- **How to complete this task**:
Find every line in the records that holds the string "ZeroTick". Copy each one.

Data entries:
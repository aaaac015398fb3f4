//! interviewer server binary.
//!
//! Reads `config.toml` (or the path given with `--config`), opens the SQLite
//! store, serves the JSON API under `/api` and the sign-in route on a
//! separate listener.

use std::sync::Arc;

use anyhow::Context as _;
use axum::Router;
use clap::Parser;
use interviewer_api::{AppState, api_router, login_router};
use interviewer_server::{ServerConfig, expand_tilde};
use interviewer_store_sqlite::SqliteStore;
use tokio::net::TcpListener;
use tracing::level_filters::LevelFilter;
use tracing_subscriber::EnvFilter;

#[derive(Parser)]
#[command(author, version, about = "Interviewer API server")]
struct Cli {
  /// Path to the TOML configuration file.
  #[arg(short, long, default_value = "config.toml")]
  config: std::path::PathBuf,
}

#[tokio::main]
async fn main() -> anyhow::Result<()> {
  tracing_subscriber::fmt()
    .with_env_filter(
      EnvFilter::builder()
        .with_default_directive(LevelFilter::INFO.into())
        .from_env_lossy(),
    )
    .init();

  let cli = Cli::parse();

  let server_cfg =
    ServerConfig::load(&cli.config).context("failed to load configuration")?;
  let identity_header = server_cfg.identity_header()?;

  let store_path = expand_tilde(&server_cfg.store_path);
  let store = SqliteStore::open(&store_path)
    .await
    .with_context(|| format!("failed to open store at {store_path:?}"))?;

  tracing::info!(
    stage = ?server_cfg.policies.stage,
    document_reference = ?server_cfg.policies.document_reference,
    storage_failures = ?server_cfg.policies.storage_failures,
    identity_header = %identity_header,
    "policies loaded"
  );

  let state = AppState::new(Arc::new(store), identity_header, server_cfg.policies);
  let app = Router::new().nest("/api", api_router(state.clone()));
  let login = login_router(state);

  let address = server_cfg.address();
  let login_address = server_cfg.login_address();

  let listener = TcpListener::bind(&address)
    .await
    .with_context(|| format!("failed to bind {address}"))?;
  let login_listener = TcpListener::bind(&login_address)
    .await
    .with_context(|| format!("failed to bind {login_address}"))?;

  tracing::info!("Listening on http://{address}");
  tracing::info!("Sign-in listening on http://{login_address}");

  tokio::try_join!(
    async { axum::serve(listener, app).await.context("server error") },
    async { axum::serve(login_listener, login).await.context("login server error") },
  )?;

  Ok(())
}
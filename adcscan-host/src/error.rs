//! Host runtime errors

use std::convert::Infallible;
use std::io;

use adcscan_core::{ConfigError, StartupError};
use thiserror::Error;

/// Errors raised while setting up or running the simulation
#[derive(Error, Debug)]
pub enum HostError {
    #[error("invalid scan configuration: {0}")]
    Config(ConfigError),
    #[error("{0}")]
    Startup(StartupError<Infallible>),
    #[error("failed to parse configuration: {0}")]
    Toml(#[from] toml::de::Error),
    #[error("i/o error: {0}")]
    Io(#[from] io::Error),
    #[error("cannot install Ctrl-C handler: {0}")]
    Signal(#[from] ctrlc::Error),
}

impl From<ConfigError> for HostError {
    fn from(err: ConfigError) -> Self {
        Self::Config(err)
    }
}

impl From<StartupError<Infallible>> for HostError {
    fn from(err: StartupError<Infallible>) -> Self {
        match err {
            StartupError::Config(err) => Self::Config(err),
            other => Self::Startup(other),
        }
    }
}

pub type Result<T> = std::result::Result<T, HostError>;
//! ADC channel management
//!
//! RP2040 has a single ADC with 5 channels:
//! - ADC0: GPIO26
//! - ADC1: GPIO27
//! - ADC2: GPIO28
//! - ADC3: GPIO29
//! - ADC4: Internal temperature sensor
//!
//! Conversions are started and collected through the ADC registers
//! directly, because the embassy driver only offers reads that wait for
//! the result. The embassy driver is still used to power up the block and
//! configure the input pads.

use adcscan_hal::ScanAdc;
use embassy_rp::adc::{Adc, Blocking, Channel};
use embassy_rp::pac;

/// ADC channel identifier
#[derive(Debug, Clone, Copy, PartialEq, Eq)]
#[cfg_attr(feature = "defmt", derive(defmt::Format))]
pub enum AdcChannel {
    /// ADC0 on GPIO26
    Adc0,
    /// ADC1 on GPIO27
    Adc1,
    /// ADC2 on GPIO28
    Adc2,
    /// ADC3 on GPIO29
    Adc3,
    /// Internal temperature sensor
    Temperature,
}

impl AdcChannel {
    /// Value for the AINSEL mux field
    pub fn ainsel(&self) -> u8 {
        *self as u8
    }
}

/// Round-robin scan converter
///
/// Scan slot `i` converts `inputs[i]`.
pub struct RpScanAdc<'d, const N: usize> {
    _adc: Adc<'d, Blocking>,
    _pads: [Channel<'d>; N],
    inputs: [AdcChannel; N],
}

impl<'d, const N: usize> RpScanAdc<'d, N> {
    /// Take over a powered-up ADC and its configured input pads
    pub fn new(adc: Adc<'d, Blocking>, pads: [Channel<'d>; N], inputs: [AdcChannel; N]) -> Self {
        Self {
            _adc: adc,
            _pads: pads,
            inputs,
        }
    }

    pub fn inputs(&self) -> &[AdcChannel; N] {
        &self.inputs
    }
}

impl<'d, const N: usize> ScanAdc for RpScanAdc<'d, N> {
    fn start_conversion(&mut self, channel: u8) {
        let Some(input) = self.inputs.get(channel as usize) else {
            return;
        };
        let ainsel = input.ainsel();
        pac::ADC.cs().modify(|w| {
            w.set_ainsel(ainsel);
            w.set_start_once(true);
        });
    }

    fn conversion_complete(&self) -> bool {
        pac::ADC.cs().read().ready()
    }

    fn read_conversion(&mut self) -> u16 {
        pac::ADC.result().read().result()
    }
}
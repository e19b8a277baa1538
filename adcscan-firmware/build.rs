//! Build script for adcscan-firmware
//!
//! - Sets up linker search paths and scripts for memory.x
//! - Validates scan.toml at compile time
//! - Turns scan.toml into constants for the firmware

use std::env;
use std::fs::{self, File};
use std::io::Write;
use std::path::{Path, PathBuf};

/// Reports must fit in half the 32-bit tick counter range
const MAX_REPORT_INTERVAL: i64 = i32::MAX as i64;

fn main() {
    setup_linker();
    let config = validate_config();
    generate_constants(&config);
}

/// Set up linker search paths for memory.x
fn setup_linker() {
    let out_dir = PathBuf::from(env::var("OUT_DIR").unwrap());

    // Copy memory.x to the output directory
    let memory_x = include_bytes!("memory.x");
    let mut f = File::create(out_dir.join("memory.x")).unwrap();
    f.write_all(memory_x).unwrap();

    // Tell rustc where to find memory.x
    println!("cargo:rustc-link-search={}", out_dir.display());

    println!("cargo:rustc-link-arg-bins=--nmagic");
    println!("cargo:rustc-link-arg-bins=-Tlink.x");
    println!("cargo:rustc-link-arg-bins=-Tlink-rp.x");
    println!("cargo:rustc-link-arg-bins=-Tdefmt.x");

    // Re-run if memory.x changes
    println!("cargo:rerun-if-changed=memory.x");
    println!("cargo:rerun-if-changed=build.rs");
}

/// Validated scan.toml values
struct ScanToml {
    period_us: u32,
    report_interval_ticks: u32,
    skip_and_retry: bool,
    baudrate: u32,
}

/// Validate scan.toml at compile time
fn validate_config() -> ScanToml {
    // Re-run if scan.toml changes
    println!("cargo:rerun-if-changed=scan.toml");

    let config_path = Path::new("scan.toml");

    // Check if config file exists
    if !config_path.exists() {
        panic!(
            "\n\
            ╔══════════════════════════════════════════════════════════════════╗\n\
            ║  ERROR: scan.toml not found!                                     ║\n\
            ║                                                                  ║\n\
            ║  The firmware requires a scan.toml configuration file.           ║\n\
            ║  Please create one in the adcscan-firmware directory.            ║\n\
            ╚══════════════════════════════════════════════════════════════════╝\n"
        );
    }

    // Read the config file
    let config_content = match fs::read_to_string(config_path) {
        Ok(content) => content,
        Err(e) => {
            panic!(
                "\n\
                ╔══════════════════════════════════════════════════════════════════╗\n\
                ║  ERROR: Failed to read scan.toml                                 ║\n\
                ║                                                                  ║\n\
                ║  Error: {:<56} ║\n\
                ╚══════════════════════════════════════════════════════════════════╝\n",
                e
            );
        }
    };

    // Parse and validate TOML syntax
    let config: toml::Value = match toml::from_str(&config_content) {
        Ok(value) => value,
        Err(e) => {
            let error_msg = e.to_string();
            panic!(
                "\n\
                ╔══════════════════════════════════════════════════════════════════╗\n\
                ║  ERROR: Invalid TOML syntax in scan.toml                         ║\n\
                ╠══════════════════════════════════════════════════════════════════╣\n\
                ║                                                                  ║\n\
                {}\n\
                ║                                                                  ║\n\
                ╚══════════════════════════════════════════════════════════════════╝\n",
                format_error_lines(&error_msg)
            );
        }
    };

    let mut errors = Vec::new();

    let period_us = read_integer(&config, "period_us", 1000, 1, u32::MAX as i64, &mut errors);
    let report_interval_ticks = read_integer(
        &config,
        "report_interval_ticks",
        500,
        1,
        MAX_REPORT_INTERVAL,
        &mut errors,
    );
    let baudrate = read_integer(&config, "baudrate", 19_200, 1, 7_812_500, &mut errors);

    let skip_and_retry = match config.get("policy") {
        None => false,
        Some(toml::Value::String(policy)) => match policy.as_str() {
            "read_stale" => false,
            "skip_and_retry" => true,
            other => {
                errors.push(format!(
                    "policy must be 'read_stale' or 'skip_and_retry', not '{}'",
                    other
                ));
                false
            }
        },
        Some(_) => {
            errors.push("policy must be a string".to_string());
            false
        }
    };

    if !errors.is_empty() {
        panic!(
            "\n\
            ╔══════════════════════════════════════════════════════════════════╗\n\
            ║  ERROR: Invalid scan configuration                               ║\n\
            ╠══════════════════════════════════════════════════════════════════╣\n\
            {}\n\
            ╚══════════════════════════════════════════════════════════════════╝\n",
            errors
                .iter()
                .map(|e| format!("║  • {:<62} ║", e))
                .collect::<Vec<_>>()
                .join("\n")
        );
    }

    println!("cargo:warning=scan.toml validated successfully");

    ScanToml {
        period_us,
        report_interval_ticks,
        skip_and_retry,
        baudrate,
    }
}

/// Read an optional integer key, checking its range
fn read_integer(
    config: &toml::Value,
    key: &str,
    default: u32,
    min: i64,
    max: i64,
    errors: &mut Vec<String>,
) -> u32 {
    match config.get(key) {
        None => default,
        Some(toml::Value::Integer(value)) if (min..=max).contains(value) => *value as u32,
        Some(toml::Value::Integer(_)) => {
            errors.push(format!("{} must be {}-{}", key, min, max));
            default
        }
        Some(_) => {
            errors.push(format!("{} must be an integer", key));
            default
        }
    }
}

/// Write the validated values as Rust constants
fn generate_constants(config: &ScanToml) {
    let out_dir = PathBuf::from(env::var("OUT_DIR").unwrap());
    let policy = if config.skip_and_retry {
        "SkipAndRetry"
    } else {
        "ReadStale"
    };

    let source = format!(
        "/// Sampling interrupt period from scan.toml\n\
         pub const SCAN_PERIOD_US: u32 = {};\n\
         /// Firings between reports from scan.toml\n\
         pub const SCAN_REPORT_INTERVAL_TICKS: u32 = {};\n\
         /// Busy-conversion policy from scan.toml\n\
         pub const SCAN_POLICY: ConversionPolicy = ConversionPolicy::{};\n\
         /// Report UART baud rate from scan.toml\n\
         pub const SCAN_BAUDRATE: u32 = {};\n",
        config.period_us, config.report_interval_ticks, policy, config.baudrate
    );

    fs::write(out_dir.join("scan_config.rs"), source).unwrap();
}

/// Format error message lines with box drawing
fn format_error_lines(msg: &str) -> String {
    msg.lines()
        .map(|line| {
            let truncated = if line.len() > 64 {
                format!("{}...", &line[..61])
            } else {
                line.to_string()
            };
            format!("║  {:<64} ║", truncated)
        })
        .collect::<Vec<_>>()
        .join("\n")
}
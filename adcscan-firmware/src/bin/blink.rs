//! LED blink by busy-waiting, with no interrupts involved
//!
//! Bring-up check for a board: if the LED blinks at 1 Hz the clocks,
//! flash and GPIO are fine.

#![no_std]
#![no_main]

use cortex_m_rt::entry;
use embassy_rp::gpio::{Level, Output};
use {defmt_rtt as _, panic_probe as _};

use adcscan_hal_rp2040::{EhOutput, OutputPin};

/// Half a second at the default 125 MHz system clock
const HALF_PERIOD_CYCLES: u32 = 62_500_000;

#[entry]
fn main() -> ! {
    let p = embassy_rp::init(Default::default());
    let mut led = EhOutput::new(Output::new(p.PIN_25, Level::Low));
    defmt::info!("Blinking without interrupts");

    loop {
        led.toggle();
        cortex_m::asm::delay(HALF_PERIOD_CYCLES);
    }
}
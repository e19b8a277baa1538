//! UART report output
//!
//! Reports use a blocking transmitter, one byte at a time.

use adcscan_hal::UartTx;
use embassy_rp::uart::{self, Blocking};

/// Blocking report transmitter
pub struct RpUartTx<'d> {
    tx: uart::UartTx<'d, Blocking>,
}

impl<'d> RpUartTx<'d> {
    pub fn new(tx: uart::UartTx<'d, Blocking>) -> Self {
        Self { tx }
    }
}

impl<'d> UartTx for RpUartTx<'d> {
    type Error = uart::Error;

    fn write_byte(&mut self, byte: u8) -> Result<(), Self::Error> {
        self.tx.blocking_write(&[byte])
    }

    fn write_blocking(&mut self, data: &[u8]) -> Result<(), Self::Error> {
        self.tx.blocking_write(data)
    }

    fn flush(&mut self) -> Result<(), Self::Error> {
        self.tx.blocking_flush()
    }
}
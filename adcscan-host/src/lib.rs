//! Host simulation of the adcscan sampling loop
//!
//! Runs the board-agnostic core against simulated peripherals:
//!
//! - [`ThreadTimebase`] - periodic firing thread standing in for the timer IRQ
//! - [`SimulatedAdc`] - data-register converter with a conversion time
//! - [`StdoutSink`] / [`MemorySink`] - report outputs
//! - [`ScanRuntime`] - everything wired together
//!
//! Configuration is read from TOML, see [`load_config`].

pub mod config;
pub mod error;
pub mod runtime;
pub mod sim;
pub mod sink;
pub mod timebase;

pub use config::{load_config, parse_config, DEFAULT_CONFIG};
pub use error::{HostError, Result};
pub use runtime::ScanRuntime;
pub use sim::{SimPin, SimulatedAdc};
pub use sink::{MemorySink, StdoutSink};
pub use timebase::{SimTimer, ThreadTimebase};
//! Foreground reporting
//!
//! Turns the shared sample buffer into human-readable report lines at a
//! coarse, drift-free interval counted in timer ticks.

pub mod foreground;
pub mod line;
pub mod schedule;

pub use foreground::{ForegroundLoop, LoopStats, ReportError, StopFlag};
pub use line::{ReportLine, REPORT_LINE_CAPACITY};
pub use schedule::{ReportSchedule, ScheduleState};
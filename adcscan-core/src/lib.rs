//! Board-agnostic core of the interrupt-driven ADC scan
//!
//! This crate contains all sampling logic that does not depend on a
//! specific chip:
//!
//! - Scan configuration and timer reload computation
//! - Lock-free shared sample buffer (single writer, any reader)
//! - Sampling handler run from the timer interrupt
//! - Timebase wrapper tying the handler to a [`PeriodicTimer`]
//! - Drift-free report schedule, report formatting and the foreground loop
//!
//! Data flows one way only:
//!
//! ```text
//! timer IRQ ──▶ SamplingHandler ──▶ SampleBuffer ──▶ ForegroundLoop ──▶ UART
//! ```
//!
//! [`PeriodicTimer`]: adcscan_hal::PeriodicTimer

#![cfg_attr(not(test), no_std)]
#![deny(unsafe_code)]

pub mod config;
pub mod report;
pub mod sampler;
pub mod shared;
pub mod timebase;

pub use config::{ConfigError, ConversionPolicy, ScanConfig, TimebaseConfig, MAX_CHANNELS};
pub use report::{ForegroundLoop, LoopStats, ReportError, ReportSchedule, ScheduleState, StopFlag};
pub use sampler::{FireOutcome, SamplingHandler};
pub use shared::{SampleBuffer, Snapshot};
pub use timebase::{StartupError, Timebase};
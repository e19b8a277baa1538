//! ADC abstraction
//!
//! Models a converter with a single data register that is started for one
//! channel at a time, as found on most small microcontrollers.

/// Single-shot, channel-selectable ADC
///
/// All methods are infallible: they run in interrupt context where there
/// is no error path. A conversion that has not finished yet is visible via
/// [`ScanAdc::conversion_complete`].
pub trait ScanAdc {
    /// Select `channel` and start one conversion
    fn start_conversion(&mut self, channel: u8);

    /// Check if the last started conversion has finished
    fn conversion_complete(&self) -> bool;

    /// Read the data register
    ///
    /// Returns whatever the register currently holds, which is the previous
    /// result if the running conversion has not finished.
    fn read_conversion(&mut self) -> u16;
}
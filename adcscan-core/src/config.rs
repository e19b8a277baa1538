//! Scan configuration
//!
//! Everything here is resolved before the timer is enabled. A value that
//! fails [`ScanConfig::validate`] is a startup-time fatal condition.

use core::fmt;

#[cfg(feature = "serde")]
use serde::{Deserialize, Serialize};

/// Maximum number of analog channels in one scan
pub const MAX_CHANNELS: usize = 8;

/// Default report interval (firings between two report lines)
pub const DEFAULT_REPORT_INTERVAL_TICKS: u32 = 500;

/// Default UART baud rate for the report output
pub const DEFAULT_BAUDRATE: u32 = 19_200;

/// Longest report interval the wrapping deadline comparison can handle
pub const MAX_REPORT_INTERVAL_TICKS: u32 = i32::MAX as u32;

/// What the handler does when a conversion is still running at firing time
#[derive(Debug, Clone, Copy, PartialEq, Eq, Default)]
#[cfg_attr(feature = "defmt", derive(defmt::Format))]
#[cfg_attr(feature = "serde", derive(Serialize, Deserialize))]
#[cfg_attr(feature = "serde", serde(rename_all = "snake_case"))]
pub enum ConversionPolicy {
    /// Store whatever the data register holds and move on
    ///
    /// Never stalls the scan. The stored value may be the previous
    /// channel's result if the converter is slower than the timer.
    #[default]
    ReadStale,
    /// Leave the slot alone and check the same channel on the next firing
    ///
    /// Stored values are always complete conversions of the right channel,
    /// at the cost of refreshing that channel later.
    SkipAndRetry,
}

/// Configuration errors
#[derive(Debug, Clone, Copy, PartialEq, Eq)]
#[cfg_attr(feature = "defmt", derive(defmt::Format))]
pub enum ConfigError {
    /// Timer tick length is zero
    ZeroTick,
    /// Firing period is zero
    ZeroPeriod,
    /// Period is not a whole number of timer ticks
    PeriodNotMultipleOfTick { period_us: u32, tick_us: u32 },
    /// Period needs a larger reload value than the timer supports
    ReloadOutOfRange { reload: u32, max: u32 },
    /// Report interval is zero
    ZeroReportInterval,
    /// Report interval exceeds half the tick counter range
    ReportIntervalTooLong,
    /// Baud rate is zero
    ZeroBaudrate,
}

impl fmt::Display for ConfigError {
    fn fmt(&self, f: &mut fmt::Formatter<'_>) -> fmt::Result {
        match self {
            Self::ZeroTick => write!(f, "timer tick must be non-zero"),
            Self::ZeroPeriod => write!(f, "timer period must be non-zero"),
            Self::PeriodNotMultipleOfTick { period_us, tick_us } => write!(
                f,
                "period of {}us is not a multiple of the {}us timer tick",
                period_us, tick_us
            ),
            Self::ReloadOutOfRange { reload, max } => {
                write!(f, "reload value {} exceeds timer maximum {}", reload, max)
            }
            Self::ZeroReportInterval => write!(f, "report interval must be non-zero"),
            Self::ReportIntervalTooLong => write!(
                f,
                "report interval must not exceed {} ticks",
                MAX_REPORT_INTERVAL_TICKS
            ),
            Self::ZeroBaudrate => write!(f, "baud rate must be non-zero"),
        }
    }
}

/// Hardware timebase configuration
#[derive(Debug, Clone, Copy, PartialEq, Eq)]
#[cfg_attr(feature = "defmt", derive(defmt::Format))]
#[cfg_attr(feature = "serde", derive(Serialize, Deserialize))]
#[cfg_attr(feature = "serde", serde(default))]
pub struct TimebaseConfig {
    /// Length of one timer count in microseconds (clock / prescaler)
    pub tick_us: u32,
    /// Interrupt period in microseconds
    pub period_us: u32,
    /// Largest reload value the timer accepts
    pub max_reload: u32,
}

impl Default for TimebaseConfig {
    /// 8-bit timer at 16 MHz / 128, firing every millisecond
    fn default() -> Self {
        Self {
            tick_us: 8,
            period_us: 1000,
            max_reload: u8::MAX as u32,
        }
    }
}

impl TimebaseConfig {
    /// Compute the reload value for the configured period
    pub fn reload_ticks(&self) -> Result<u32, ConfigError> {
        if self.tick_us == 0 {
            return Err(ConfigError::ZeroTick);
        }
        if self.period_us == 0 {
            return Err(ConfigError::ZeroPeriod);
        }
        if self.period_us % self.tick_us != 0 {
            return Err(ConfigError::PeriodNotMultipleOfTick {
                period_us: self.period_us,
                tick_us: self.tick_us,
            });
        }

        let reload = self.period_us / self.tick_us;
        if reload > self.max_reload {
            return Err(ConfigError::ReloadOutOfRange {
                reload,
                max: self.max_reload,
            });
        }
        Ok(reload)
    }

    /// Number of firings in `ms` milliseconds, rounded down
    pub fn firings_in_ms(&self, ms: u32) -> u32 {
        if self.period_us == 0 {
            return 0;
        }
        (ms as u64 * 1000 / self.period_us as u64).min(u32::MAX as u64) as u32
    }
}

/// Complete scan configuration
#[derive(Debug, Clone, Copy, PartialEq, Eq)]
#[cfg_attr(feature = "defmt", derive(defmt::Format))]
#[cfg_attr(feature = "serde", derive(Serialize, Deserialize))]
#[cfg_attr(feature = "serde", serde(default))]
pub struct ScanConfig {
    /// Timer setup
    pub timebase: TimebaseConfig,
    /// Firings between two reports
    pub report_interval_ticks: u32,
    /// Handling of conversions still running at firing time
    pub policy: ConversionPolicy,
    /// Report UART baud rate
    pub baudrate: u32,
}

impl Default for ScanConfig {
    fn default() -> Self {
        Self {
            timebase: TimebaseConfig::default(),
            report_interval_ticks: DEFAULT_REPORT_INTERVAL_TICKS,
            policy: ConversionPolicy::default(),
            baudrate: DEFAULT_BAUDRATE,
        }
    }
}

impl ScanConfig {
    /// Check the whole configuration
    ///
    /// Returns the timer reload value on success.
    pub fn validate(&self) -> Result<u32, ConfigError> {
        let reload = self.timebase.reload_ticks()?;

        if self.report_interval_ticks == 0 {
            return Err(ConfigError::ZeroReportInterval);
        }
        if self.report_interval_ticks > MAX_REPORT_INTERVAL_TICKS {
            return Err(ConfigError::ReportIntervalTooLong);
        }
        if self.baudrate == 0 {
            return Err(ConfigError::ZeroBaudrate);
        }

        Ok(reload)
    }
}
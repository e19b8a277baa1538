//! Periodic timer abstraction
//!
//! The timer is the only interrupt source the sampling core cares about.
//! It counts in hardware ticks of a fixed, chip-specific length and raises
//! an interrupt every `period_ticks` ticks until stopped.

/// Free-running periodic interrupt source
///
/// The interrupt service routine for the timer must call the sampling
/// handler and then [`PeriodicTimer::clear_pending`] before returning.
pub trait PeriodicTimer {
    /// Error type for configuration
    type Error;

    /// Program the reload value
    ///
    /// Called once at startup before [`PeriodicTimer::start`]. A period the
    /// hardware cannot represent is a fatal configuration error.
    fn configure_periodic(&mut self, period_ticks: u32) -> Result<(), Self::Error>;

    /// Enable counting and the interrupt source
    fn start(&mut self);

    /// Disable the interrupt source
    ///
    /// Must be callable from the foreground context while the timer is
    /// running. Once this returns, no further interrupt is raised.
    fn stop(&mut self);

    /// Acknowledge the current firing
    ///
    /// Clears the pending-interrupt flag and, for timers that need it,
    /// re-arms the next period.
    fn clear_pending(&mut self);

    /// Check whether the interrupt source is enabled
    fn is_running(&self) -> bool;
}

- **Completed task**:
    ZeroTick,
            Self::ZeroTick => write!(f, "timer tick must be non-zero"),
            return Err(ConfigError::ZeroTick);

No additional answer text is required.